Il 2013 è stato un anno crudele, amaro. Triste, anche. Di quella tristezza che ti impone il destino quando decide di giocare a dadi con la tua vita, togliendoti persone che amavi e lasciandoti solo a decifrare il mistero dell’ineluttabile.
Certi momenti difficili non dipendono da noi e non possiamo evitarli, per questo sono così duri. Possiamo solo attraversarli
a testa bassa, in apnea. Ma se non possiamo evitare il dolore, forse possiamo influenzare quello che dipende da noi, essere arbitri delle nostre sensazioni. Stare bene. O almeno provarci.

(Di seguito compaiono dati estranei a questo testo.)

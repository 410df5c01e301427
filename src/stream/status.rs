use serde::{Deserialize, Serialize};
use tokio::sync::watch;
use tracing::info;

use super::{ChannelKind, ChannelState};

#[derive(Debug, Clone, Copy, PartialEq, Eq, Serialize, Deserialize)]
pub struct ChannelStatus {
    pub state: ChannelState,
    pub reconnect_attempts: u32,
    /// Gave up reconnecting; needs `MarketLink::reset`.
    pub exhausted: bool,
}

impl ChannelStatus {
    pub fn is_open(&self) -> bool {
        self.state == ChannelState::Open
    }
}

impl Default for ChannelStatus {
    fn default() -> Self {
        Self { state: ChannelState::Closed, reconnect_attempts: 0, exhausted: false }
    }
}

/// What observers see: both channels plus the derived overall flag.
#[derive(Debug, Clone, Copy, PartialEq, Eq, Default, Serialize, Deserialize)]
pub struct ConnectionStatus {
    pub market_data: ChannelStatus,
    pub trades: ChannelStatus,
    pub connected: bool,
}

impl ConnectionStatus {
    /// Pure derivation; the two channels never influence each other here.
    pub fn derive(market_data: ChannelStatus, trades: ChannelStatus, max_attempts: u32) -> Self {
        let cap = |mut s: ChannelStatus| {
            s.reconnect_attempts = s.reconnect_attempts.min(max_attempts);
            s
        };
        let (market_data, trades) = (cap(market_data), cap(trades));
        Self { market_data, trades, connected: market_data.is_open() && trades.is_open() }
    }

    pub fn channel(&self, kind: ChannelKind) -> &ChannelStatus {
        match kind {
            ChannelKind::MarketData => &self.market_data,
            ChannelKind::Trades => &self.trades,
        }
    }

    pub fn any_exhausted(&self) -> bool {
        self.market_data.exhausted || self.trades.exhausted
    }
}

/// Recomputes the aggregate on each transition and pushes it to watchers.
pub struct StatusAggregator {
    tx: watch::Sender<ConnectionStatus>,
    max_attempts: u32,
}

impl StatusAggregator {
    pub fn new(max_attempts: u32) -> Self {
        let (tx, _) = watch::channel(ConnectionStatus::default());
        Self { tx, max_attempts }
    }

    pub fn subscribe(&self) -> watch::Receiver<ConnectionStatus> {
        self.tx.subscribe()
    }

    #[cfg(test)]
    fn current(&self) -> ConnectionStatus {
        *self.tx.borrow()
    }

    /// Returns true when observers were notified.
    pub fn publish(&self, market_data: ChannelStatus, trades: ChannelStatus) -> bool {
        let next = ConnectionStatus::derive(market_data, trades, self.max_attempts);
        let mut flipped = None;
        let changed = self.tx.send_if_modified(|current| {
            if *current == next {
                return false;
            }
            if current.connected != next.connected {
                flipped = Some(next.connected);
            }
            *current = next;
            true
        });
        if let Some(connected) = flipped {
            info!(connected, "Overall connection status changed");
            metrics::gauge!("marketlink_connected").set(if connected { 1.0 } else { 0.0 });
        }
        changed
    }
}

La lista delle cose che valgono la pena

Nel momento più duro di questo maledetto 2013, un giorno un’amica mi disse: “se vuoi sentirti meglio, concentrati sulle cose che ti fanno stare bene”. Mi accorsi con stupore di non sapere esattamente quali erano queste cose. Provai a fare un elenco. Ma non aveva troppo senso, e sentivo che mi stavo dimenticando qualcosa di fondamentale. Decisi di approfondire la questione, con tutti i mezzi a mia disposizione, a cominciare da quello che uso più spesso: internet.

Provai varie applicazioni, per scaricare sul mio Android quello che l’umanità si affannava a ricercare da anni. Una mi colpì soprattutto per il titolo: “Secret of Happiness”. Il segreto in questione era rinchiuso in un’app fatta un po’ di fretta e bruttina.

L’idea alla base comunque è buona, anche se non originalissima: pensare per 30 giorni qualcosa di positivo, fino a “forzare” il cervello a convincersi che la vita è meravigliosa. Il funzionamento è semplice: ogni mattina scrivi 3 cose per cui sei riconoscente e la sera riporti un avvenimento della giornata di cui sei particolarmente soddisfatto.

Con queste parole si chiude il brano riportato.